[Stored data]

————

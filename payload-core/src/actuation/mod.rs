//! One-shot actuation sequences and the actuator bank they drive.
//!
//! Each [`ActuationSequence`] owns a single request slot. The sequencer files
//! a template into the slot on phase entry; [`ActuationSequence::run_pending`]
//! then drives every step to completion, blocking through the holds, and only
//! clears the slot once the outputs are back at rest. A slot that is pending
//! or running ignores further requests, so re-evaluating the same condition
//! never produces a second physical pulse.

use core::{fmt, time::Duration};

use crate::clock::Hold;
use crate::sequences::{ActuationTemplate, ActuatorId, OutputLevel};
use crate::telemetry::{
    SequenceTelemetry, StepTelemetry, TelemetryEventKind, TelemetryPayload, TelemetryRecorder,
};

/// Status LED selector.
#[derive(Copy, Clone, Debug, Eq, PartialEq)]
pub enum LedId {
    Primary,
    Secondary,
}

/// Failure writing an output. Aborts the sequence that issued it.
#[derive(Copy, Clone, Debug, Eq, PartialEq)]
pub enum ActuatorWriteError {
    /// The driver could not reach the output (GPIO expander, bus fault).
    Bus,
    /// The driver refused the level.
    Rejected,
}

impl fmt::Display for ActuatorWriteError {
    fn fmt(&self, f: &mut fmt::Formatter<'_>) -> fmt::Result {
        write!(f, "{self:?}")
    }
}

/// Imperative output control. Writes take effect before the call returns.
pub trait ActuatorBank {
    /// Opens (`true`) or closes the solenoid valve.
    ///
    /// # Errors
    ///
    /// Returns [`ActuatorWriteError`] when the output could not be driven.
    fn set_solenoid(&mut self, open: bool) -> Result<(), ActuatorWriteError>;

    /// Starts (`true`) or stops the drive motor.
    ///
    /// # Errors
    ///
    /// Returns [`ActuatorWriteError`] when the output could not be driven.
    fn set_motor(&mut self, running: bool) -> Result<(), ActuatorWriteError>;

    /// Switches one status LED.
    ///
    /// # Errors
    ///
    /// Returns [`ActuatorWriteError`] when the output could not be driven.
    fn set_led(&mut self, led: LedId, on: bool) -> Result<(), ActuatorWriteError>;

    /// Drives the camera trigger line high (`true`) or low.
    ///
    /// # Errors
    ///
    /// Returns [`ActuatorWriteError`] when the output could not be driven.
    fn set_camera_trigger(&mut self, high: bool) -> Result<(), ActuatorWriteError>;
}

impl<A: ActuatorBank + ?Sized> ActuatorBank for &mut A {
    fn set_solenoid(&mut self, open: bool) -> Result<(), ActuatorWriteError> {
        (**self).set_solenoid(open)
    }

    fn set_motor(&mut self, running: bool) -> Result<(), ActuatorWriteError> {
        (**self).set_motor(running)
    }

    fn set_led(&mut self, led: LedId, on: bool) -> Result<(), ActuatorWriteError> {
        (**self).set_led(led, on)
    }

    fn set_camera_trigger(&mut self, high: bool) -> Result<(), ActuatorWriteError> {
        (**self).set_camera_trigger(high)
    }
}

/// Routes a catalog output to the matching bank call.
///
/// # Errors
///
/// Propagates the bank's [`ActuatorWriteError`].
pub fn drive<A: ActuatorBank + ?Sized>(
    bank: &mut A,
    output: ActuatorId,
    level: OutputLevel,
) -> Result<(), ActuatorWriteError> {
    let high = level.is_high();
    match output {
        ActuatorId::Solenoid => bank.set_solenoid(high),
        ActuatorId::Motor => bank.set_motor(high),
        ActuatorId::LedPrimary => bank.set_led(LedId::Primary, high),
        ActuatorId::LedSecondary => bank.set_led(LedId::Secondary, high),
        ActuatorId::CameraTrigger => bank.set_camera_trigger(high),
    }
}

/// Request slot contents.
#[derive(Copy, Clone, Debug, Eq, PartialEq)]
pub enum ActuationRequest {
    None,
    Pending(&'static ActuationTemplate),
}

/// Result of one sequence run.
#[derive(Copy, Clone, Debug, Eq, PartialEq)]
pub enum SequenceOutcome {
    Completed,
    /// A step failed; the template's safe state was driven instead.
    Aborted(ActuatorWriteError),
}

#[derive(Copy, Clone, Debug, Eq, PartialEq)]
pub enum SequenceStatus {
    Idle,
    Running,
    Done(SequenceOutcome),
}

/// Single-slot runner for one family of pulse templates.
#[derive(Copy, Clone, Debug, Eq, PartialEq)]
pub struct ActuationSequence {
    request: ActuationRequest,
    status: SequenceStatus,
    activations: u32,
}

impl Default for ActuationSequence {
    fn default() -> Self {
        Self::new()
    }
}

impl ActuationSequence {
    #[must_use]
    pub const fn new() -> Self {
        Self {
            request: ActuationRequest::None,
            status: SequenceStatus::Idle,
            activations: 0,
        }
    }

    #[must_use]
    pub const fn request_state(&self) -> ActuationRequest {
        self.request
    }

    #[must_use]
    pub const fn status(&self) -> SequenceStatus {
        self.status
    }

    /// Number of times the sequence has begun driving hardware.
    #[must_use]
    pub const fn activations(&self) -> u32 {
        self.activations
    }

    #[must_use]
    pub const fn is_pending(&self) -> bool {
        matches!(self.request, ActuationRequest::Pending(_))
    }

    #[must_use]
    pub const fn is_running(&self) -> bool {
        matches!(self.status, SequenceStatus::Running)
    }

    /// Files `template` into the slot. Returns `false` (and changes nothing)
    /// when a request is already pending or running.
    pub fn request(&mut self, template: &'static ActuationTemplate) -> bool {
        if self.is_pending() || self.is_running() {
            return false;
        }
        self.request = ActuationRequest::Pending(template);
        true
    }

    /// Withdraws a request that has not started yet.
    pub fn cancel(&mut self) -> Option<&'static ActuationTemplate> {
        match self.request {
            ActuationRequest::Pending(template) if !self.is_running() => {
                self.request = ActuationRequest::None;
                Some(template)
            }
            _ => None,
        }
    }

    /// Claims the pending request and marks the slot running.
    ///
    /// Returns `None` when nothing is pending or a run is already in progress.
    /// The request stays filed until [`ActuationSequence::finish`].
    pub fn begin(&mut self) -> Option<&'static ActuationTemplate> {
        if self.is_running() {
            return None;
        }
        let ActuationRequest::Pending(template) = self.request else {
            return None;
        };
        self.status = SequenceStatus::Running;
        self.activations = self.activations.saturating_add(1);
        Some(template)
    }

    /// Records the outcome and releases the request slot.
    pub fn finish(&mut self, outcome: SequenceOutcome) {
        self.status = SequenceStatus::Done(outcome);
        self.request = ActuationRequest::None;
    }

    /// Runs the pending template to completion, if one is waiting.
    ///
    /// `started_at` is the mission time at entry; step telemetry is stamped
    /// with `started_at` plus the hold time accumulated so far.
    pub fn run_pending<A, H, const N: usize>(
        &mut self,
        bank: &mut A,
        hold: &mut H,
        telemetry: &mut TelemetryRecorder<N>,
        started_at: Duration,
    ) -> Option<SequenceOutcome>
    where
        A: ActuatorBank + ?Sized,
        H: Hold + ?Sized,
    {
        let template = self.begin()?;
        telemetry.record(
            TelemetryEventKind::SequenceStarted(template.kind),
            TelemetryPayload::None,
            started_at,
        );

        let (outcome, elapsed) = match execute_steps(template, bank, hold, telemetry, started_at) {
            Ok(elapsed) => (SequenceOutcome::Completed, elapsed),
            Err((error, elapsed)) => {
                drive_safe_state(template, bank, telemetry, started_at + elapsed);
                (SequenceOutcome::Aborted(error), elapsed)
            }
        };

        let event = match outcome {
            SequenceOutcome::Completed => TelemetryEventKind::SequenceFinished(template.kind),
            SequenceOutcome::Aborted(_) => TelemetryEventKind::SequenceAborted(template.kind),
        };
        telemetry.record(
            event,
            TelemetryPayload::Sequence(SequenceTelemetry::new(outcome, elapsed)),
            started_at + elapsed,
        );

        self.finish(outcome);
        Some(outcome)
    }
}

fn execute_steps<A, H, const N: usize>(
    template: &ActuationTemplate,
    bank: &mut A,
    hold: &mut H,
    telemetry: &mut TelemetryRecorder<N>,
    started_at: Duration,
) -> Result<Duration, (ActuatorWriteError, Duration)>
where
    A: ActuatorBank + ?Sized,
    H: Hold + ?Sized,
{
    let mut offset = Duration::ZERO;
    for step in template.steps() {
        drive(bank, step.output, step.level).map_err(|error| (error, offset))?;
        telemetry.record(
            TelemetryEventKind::ActuatorDriven(step.output, step.level),
            TelemetryPayload::Step(StepTelemetry::new(offset)),
            started_at + offset,
        );

        if !step.hold_for.is_zero() {
            hold.hold(step.hold_for);
            offset += step.hold_for;
        }
    }
    Ok(offset)
}

// Every safe-state write is attempted even if an earlier one fails.
fn drive_safe_state<A, const N: usize>(
    template: &ActuationTemplate,
    bank: &mut A,
    telemetry: &mut TelemetryRecorder<N>,
    timestamp: Duration,
) where
    A: ActuatorBank + ?Sized,
{
    for step in template.safe_state {
        if drive(bank, step.output, step.level).is_ok() {
            telemetry.record(
                TelemetryEventKind::ActuatorDriven(step.output, step.level),
                TelemetryPayload::None,
                timestamp,
            );
        }
    }
}

#[cfg(test)]
mod tests {
    use super::*;
    use crate::clock::{ManualClock, ManualHold, MissionClock};
    use crate::sequences::{CAMERA_SHUTTER_TEMPLATE, MOTOR_SOLENOID_TEMPLATE, motor::MOTOR_HOLD};
    use heapless::Vec;

    #[derive(Default)]
    struct RecordingBank {
        writes: Vec<(ActuatorId, bool), 32>,
        fail_on: Option<(ActuatorId, bool)>,
    }

    impl RecordingBank {
        fn write(&mut self, id: ActuatorId, high: bool) -> Result<(), ActuatorWriteError> {
            if self.fail_on == Some((id, high)) {
                return Err(ActuatorWriteError::Bus);
            }
            self.writes.push((id, high)).expect("write log capacity");
            Ok(())
        }
    }

    impl ActuatorBank for RecordingBank {
        fn set_solenoid(&mut self, open: bool) -> Result<(), ActuatorWriteError> {
            self.write(ActuatorId::Solenoid, open)
        }

        fn set_motor(&mut self, running: bool) -> Result<(), ActuatorWriteError> {
            self.write(ActuatorId::Motor, running)
        }

        fn set_led(&mut self, led: LedId, on: bool) -> Result<(), ActuatorWriteError> {
            let id = match led {
                LedId::Primary => ActuatorId::LedPrimary,
                LedId::Secondary => ActuatorId::LedSecondary,
            };
            self.write(id, on)
        }

        fn set_camera_trigger(&mut self, high: bool) -> Result<(), ActuatorWriteError> {
            self.write(ActuatorId::CameraTrigger, high)
        }
    }

    #[test]
    fn motor_sequence_runs_once_and_clears_request() {
        let clock = ManualClock::new();
        let mut hold = ManualHold::new(&clock);
        let mut bank = RecordingBank::default();
        let mut telemetry = TelemetryRecorder::<32>::new();
        let mut sequence = ActuationSequence::new();

        assert!(sequence.request(&MOTOR_SOLENOID_TEMPLATE));
        let outcome = sequence.run_pending(&mut bank, &mut hold, &mut telemetry, clock.now());

        assert_eq!(outcome, Some(SequenceOutcome::Completed));
        assert_eq!(sequence.request_state(), ActuationRequest::None);
        assert_eq!(sequence.status(), SequenceStatus::Done(SequenceOutcome::Completed));
        assert_eq!(
            bank.writes.as_slice(),
            &[
                (ActuatorId::Solenoid, true),
                (ActuatorId::Motor, true),
                (ActuatorId::Motor, false),
                (ActuatorId::Solenoid, false),
            ]
        );
        assert_eq!(clock.now(), MOTOR_HOLD);

        assert_eq!(
            sequence.run_pending(&mut bank, &mut hold, &mut telemetry, clock.now()),
            None
        );
        assert_eq!(sequence.activations(), 1);
        assert_eq!(bank.writes.len(), 4);
    }

    #[test]
    fn requests_while_pending_are_ignored() {
        let mut sequence = ActuationSequence::new();
        assert!(sequence.request(&MOTOR_SOLENOID_TEMPLATE));
        assert!(!sequence.request(&CAMERA_SHUTTER_TEMPLATE));
        assert_eq!(
            sequence.request_state(),
            ActuationRequest::Pending(&MOTOR_SOLENOID_TEMPLATE)
        );
    }

    #[test]
    fn running_sequence_is_not_restarted() {
        let clock = ManualClock::new();
        let mut hold = ManualHold::new(&clock);
        let mut bank = RecordingBank::default();
        let mut telemetry = TelemetryRecorder::<32>::new();
        let mut sequence = ActuationSequence::new();

        sequence.request(&MOTOR_SOLENOID_TEMPLATE);
        assert!(sequence.begin().is_some());
        assert!(sequence.is_running());

        assert_eq!(sequence.run_pending(&mut bank, &mut hold, &mut telemetry, clock.now()), None);
        assert_eq!(sequence.run_pending(&mut bank, &mut hold, &mut telemetry, clock.now()), None);
        assert_eq!(sequence.activations(), 1);
        assert!(sequence.is_pending());
        assert!(sequence.cancel().is_none());
        assert!(bank.writes.is_empty());
    }

    #[test]
    fn failed_step_drives_safe_state_and_aborts() {
        let clock = ManualClock::new();
        let mut hold = ManualHold::new(&clock);
        let mut bank = RecordingBank {
            fail_on: Some((ActuatorId::Motor, true)),
            ..RecordingBank::default()
        };
        let mut telemetry = TelemetryRecorder::<32>::new();
        let mut sequence = ActuationSequence::new();

        sequence.request(&MOTOR_SOLENOID_TEMPLATE);
        let outcome = sequence.run_pending(&mut bank, &mut hold, &mut telemetry, clock.now());

        assert_eq!(
            outcome,
            Some(SequenceOutcome::Aborted(ActuatorWriteError::Bus))
        );
        assert_eq!(
            bank.writes.as_slice(),
            &[
                (ActuatorId::Solenoid, true),
                (ActuatorId::Motor, false),
                (ActuatorId::Solenoid, false),
            ]
        );
        assert_eq!(hold.hold_count(), 0);
        assert!(!sequence.is_pending());
        assert_eq!(
            telemetry.latest().map(|record| record.event),
            Some(TelemetryEventKind::SequenceAborted(
                MOTOR_SOLENOID_TEMPLATE.kind
            ))
        );
    }

    #[test]
    fn cancel_withdraws_pending_request() {
        let mut sequence = ActuationSequence::new();
        sequence.request(&CAMERA_SHUTTER_TEMPLATE);
        assert_eq!(sequence.cancel(), Some(&CAMERA_SHUTTER_TEMPLATE));
        assert!(!sequence.is_pending());
        assert_eq!(sequence.activations(), 0);
    }
}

————

• Task objective: All lines of the data that hold "ActuatorBank" need to be copied.

• Result of this exercise:
pub trait ActuatorBank {
impl<A: ActuatorBank + ?Sized> ActuatorBank for &mut A {
pub fn drive<A: ActuatorBank + ?Sized>(
        A: ActuatorBank + ?Sized,
    A: ActuatorBank + ?Sized,
    A: ActuatorBank + ?Sized,
    impl ActuatorBank for RecordingBank {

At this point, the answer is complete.